Work order: Every line of the data is to be reproduced exactly.

Source records:
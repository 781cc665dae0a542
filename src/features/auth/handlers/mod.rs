pub mod auth_handler;

pub use auth_handler::{
    __path_change_password, __path_login, __path_verify_token, change_password, login,
    verify_token,
};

Completed task:
repository 781cc665dae0a542
filename src/features/auth/handlers/mod.rs
pub mod auth_handler;

pub use auth_handler::{
    __path_change_password, __path_login, __path_verify_token, change_password, login,
    verify_token,
};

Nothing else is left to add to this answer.